5. Ops is heavier than the app

This repo is not just Python code. It is a service that only works if a local vLLM server is running.

cloudsetup.md is basically the deploy checklist. It tells you to SSH into a droplet, exec into a container, and run the model server manually.

That is okay for a weekend project, but it means the deployment surface is much larger than a single Next.js or FastAPI app.

6. The repo is still in iteration mode

README.md says the LLM endpoint is http://localhost:8000/v1/chat/completions, while main.py defaults to http://[IP_ADDRESS]/v1/chat/completions.

That mismatch is the sort of thing you get when you keep moving the demo between machines and forget to clean up placeholders.

7. Kafka is not actually wired up

frontend/utils/api.py contains a publish_to_kafka stub with the real producer code commented out.

That is a strong signal that the event-stream architectural idea was shelved early in favor of getting the resume flow working.

What I learned

This project taught me a few blunt lessons.

The model is not the hardest part

That sounds cliché, but it is still true here.

Once the PDF text is extracted and the output schema is defined, the remaining code is about making the result usable. Everything from fitz failures to pytesseract garbage to model responses wrapped in markdown is more painful than the model inference itself.

Metadata shape is worth enforcing

I am glad I used ResumeOutput for both the prompt and the backend validation.

The model may still produce junk, but at least the service has a contract. If the JSON does not validate, the endpoint fails fast instead of passing broken objects to the frontend.

Hacks are fine for early demos

sanitize_input_text is ugly. The Kafka stub is obvious. The frontend auth is weak.

Those are all okay for a hackathon if they let you keep moving. The problem is when you forget that they are hacks and start treating them as architecture.

Ops is real work

Deploying this meant more than running uvicorn.

cloudsetup.md is proof that the demo only works if the model server is up, the GPU container is healthy, and the droplet is reachable.

That is the part I would spend more time on next time.

Determinism is useful here

The temperature: 0 + seed: 42 choice was deliberate.

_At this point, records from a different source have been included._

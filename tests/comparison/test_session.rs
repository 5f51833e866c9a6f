//! Tests for complete comparison sessions

use approx::assert_relative_eq;
use methcomp::prelude::*;
use methcomp::regression::RegressionError;
use methcomp::summary::SummaryError;
use methcomp::{
    bland_altman, AgreementOptions, DifferenceScale, FitOptions, ReplicatePolicy, SummaryVectors,
};

const X: &str = "4.5,4.7; 5.1,5.3; 6.0,5.8; 7.2,7.0; 8.1,8.3; 9.0,9.4";
const Y: &str = "4.8,4.6; 5.5,5.7; 6.3,6.1; 7.4,7.8; 8.6,8.4; 9.7,9.5";

#[test]
fn test_session_runs_every_analysis() {
    let report = compare_text(X, Y, &ComparisonOptions::default()).unwrap();

    assert!(report.is_complete());
    assert_eq!(report.n_subjects, 6);
    assert_eq!(report.x_replicates, 2);
    assert_eq!(report.y_replicates, 2);

    let agreement = report.agreement.as_ref().unwrap();
    assert!(agreement.bias > 0.0);
    let wls = report.wls.as_ref().unwrap();
    let odr = report.odr.as_ref().unwrap();
    assert!((wls.slope() - 1.0).abs() < 0.2);
    assert!((odr.slope() - 1.0).abs() < 0.2);
    assert_eq!(wls.degrees_of_freedom, 4);
}

#[test]
fn test_session_matches_individual_analyses() {
    let options = ComparisonOptions::default();
    let pair = ReplicatePair::from_inputs(X, Y, &options.parse).unwrap();
    let report = compare(&pair, &options).unwrap();

    let x = SummaryVectors::from_matrix(pair.x(), ReplicatePolicy::Reject).unwrap();
    let y = SummaryVectors::from_matrix(pair.y(), ReplicatePolicy::Reject).unwrap();
    let agreement = bland_altman(&x.mean, &y.mean, &options.agreement).unwrap();
    let wls = methcomp::regression::wls::fit_summaries(&x, &y, &options.fit).unwrap();

    assert_eq!(report.agreement.unwrap(), agreement);
    assert_eq!(report.wls.unwrap(), wls);
}

#[test]
fn test_agreement_survives_missing_spread() {
    let report = compare_text("1,2,3,4,5", "1.2,2.1,2.8,4.1,5.3", &ComparisonOptions::default())
        .unwrap();

    let agreement = report.agreement.as_ref().unwrap();
    assert_eq!(agreement.n_subjects(), 5);
    assert_relative_eq!(agreement.bias, 0.1, epsilon = 1e-12);
    for fit in [&report.wls, &report.odr] {
        assert!(matches!(
            fit,
            Err(MethcompError::Summary(SummaryError::InsufficientReplicates { found: 1, .. }))
        ));
    }
}

#[test]
fn test_single_reference_readings_keep_least_squares() {
    // X read once per subject, Y in duplicate
    let x = "1.0; 2.0; 3.0; 4.0; 5.0";
    let y = "1.1,1.3; 2.0,2.4; 3.1,3.0; 4.0,4.4; 5.2,4.9";
    let report = compare_text(x, y, &ComparisonOptions::default()).unwrap();

    assert!(report.x_summary.is_err());
    assert!(report.y_summary.is_ok());
    assert!(report.agreement.is_ok());
    assert!(matches!(
        report.odr,
        Err(MethcompError::Summary(SummaryError::InsufficientReplicates {
            side: Method::X,
            ..
        }))
    ));

    let wls = report.wls.as_ref().unwrap();
    let pair = ReplicatePair::from_inputs(x, y, &ParseOptions::default()).unwrap();
    let y_summary = SummaryVectors::from_matrix(pair.y(), ReplicatePolicy::Reject).unwrap();
    let expected = methcomp::regression::wls::fit(
        &pair.x().means(),
        &y_summary.mean,
        &y_summary.weights(),
        &FitOptions::default(),
    )
    .unwrap();
    assert_eq!(*wls, expected);
    assert!((wls.slope() - 1.0).abs() < 0.2);
}

#[test]
fn test_single_test_readings_fail_both_fits() {
    let report = compare_text(
        "1.0,1.2; 2.1,1.9; 3.0,3.2; 3.9,4.1",
        "1.1; 2.2; 3.1; 4.2",
        &ComparisonOptions::default(),
    )
    .unwrap();
    assert!(report.agreement.is_ok());
    for fit in [&report.wls, &report.odr] {
        assert!(matches!(
            fit,
            Err(MethcompError::Summary(SummaryError::InsufficientReplicates {
                side: Method::Y,
                ..
            }))
        ));
    }
}

#[test]
fn test_too_few_subjects_only_fails_fits() {
    let report = compare_text("1,2; 3,4", "1,3; 3,5", &ComparisonOptions::default()).unwrap();
    assert!(report.agreement.is_ok());
    assert!(matches!(
        report.wls,
        Err(MethcompError::Regression(RegressionError::InsufficientData { n: 2, .. }))
    ));
    assert!(matches!(
        report.odr,
        Err(MethcompError::Regression(RegressionError::InsufficientData { n: 2, .. }))
    ));
}

#[test]
fn test_zero_spread_is_invalid_weight() {
    // Y subject 2 has identical replicates
    let report = compare_text(
        "1,1.2; 2,2.2; 3,3.2; 4,4.2",
        "1.1,1.3; 2.1,2.1; 3.0,3.4; 4.2,4.4",
        &ComparisonOptions::default(),
    )
    .unwrap();
    assert!(report.agreement.is_ok());
    assert!(matches!(
        report.wls,
        Err(MethcompError::Regression(RegressionError::InvalidWeight {
            side: Method::Y,
            subject: 1,
            ..
        }))
    ));
}

#[test]
fn test_options_change_the_analyses() {
    let options = ComparisonOptions::default()
        .with_agreement(
            AgreementOptions::default()
                .with_limit_multiplier(2.0)
                .with_scale(DifferenceScale::Percentage),
        )
        .with_fit(FitOptions::default().with_alpha(0.1));
    let report = compare_text(X, Y, &options).unwrap();

    let agreement = report.agreement.unwrap();
    assert_eq!(agreement.limit_multiplier, 2.0);
    assert_eq!(agreement.scale, DifferenceScale::Percentage);
    assert_relative_eq!(
        agreement.upper_limit - agreement.bias,
        2.0 * agreement.sd_diff,
        epsilon = 1e-12
    );
    assert_eq!(report.wls.unwrap().alpha, 0.1);
}

#[test]
fn test_invalid_options_fail_before_analysis() {
    let options = ComparisonOptions::default().with_fit(FitOptions::default().with_alpha(1.5));
    let err = compare_text(X, Y, &options).unwrap_err();
    assert!(matches!(
        err,
        MethcompError::InvalidOption {
            name: "fit.alpha",
            ..
        }
    ));
}

#[test]
fn test_report_to_json() {
    let report = compare_text(X, Y, &ComparisonOptions::default()).unwrap();
    let json = report.to_json();

    assert_eq!(json["n_subjects"], 6);
    assert_eq!(json["x_summary"]["mean"].as_array().unwrap().len(), 6);
    assert_eq!(json["wls"]["method"], "WeightedLeastSquares");
    assert_eq!(json["odr"]["method"], "OrthogonalDistance");
    assert!(json["agreement"]["bias"].as_f64().unwrap() > 0.0);
}

#[test]
fn test_report_display() {
    let report = compare_text(X, Y, &ComparisonOptions::default()).unwrap();
    let text = report.to_string();
    assert!(text.contains("6 subjects"));
    assert!(text.contains("Bland-Altman"));
    assert!(text.contains("Weighted least squares regression"));
    assert!(text.contains("Weighted orthogonal distance regression"));
}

For a structured output task, I wanted as little model randomness as possible while the rest of the codebase was still brittle.

Future improvements

If I came back to this, I would fix the stuff that is actually broken first:

  • enforce real auth and stop using anon Supabase access
  • store raw resumes separately from the extracted text
  • replace the regex-based prompt sanitization with a real input-normalization layer
  • add retries and a fallback on model parse failures
  • add a small evaluation set so I can measure whether the LLM output is improving or degenerating
  • wire Kafka or another event stream properly instead of keeping it commented out
  • add some simple observability around failed LLM responses and OCR errors

The next useful change is not another prompt wording tweak. It is the JSON parser and the validation loop.

Conclusion

This is not a polished HR product.

It is a first pass on a flow where a resume PDF becomes a structured HR assessment, and most of the work was in getting the input and output to behave.

The model is only one part of the system. If nothing else, this repo is a reminder that a working AI app is still mostly brittle glue and operational detail.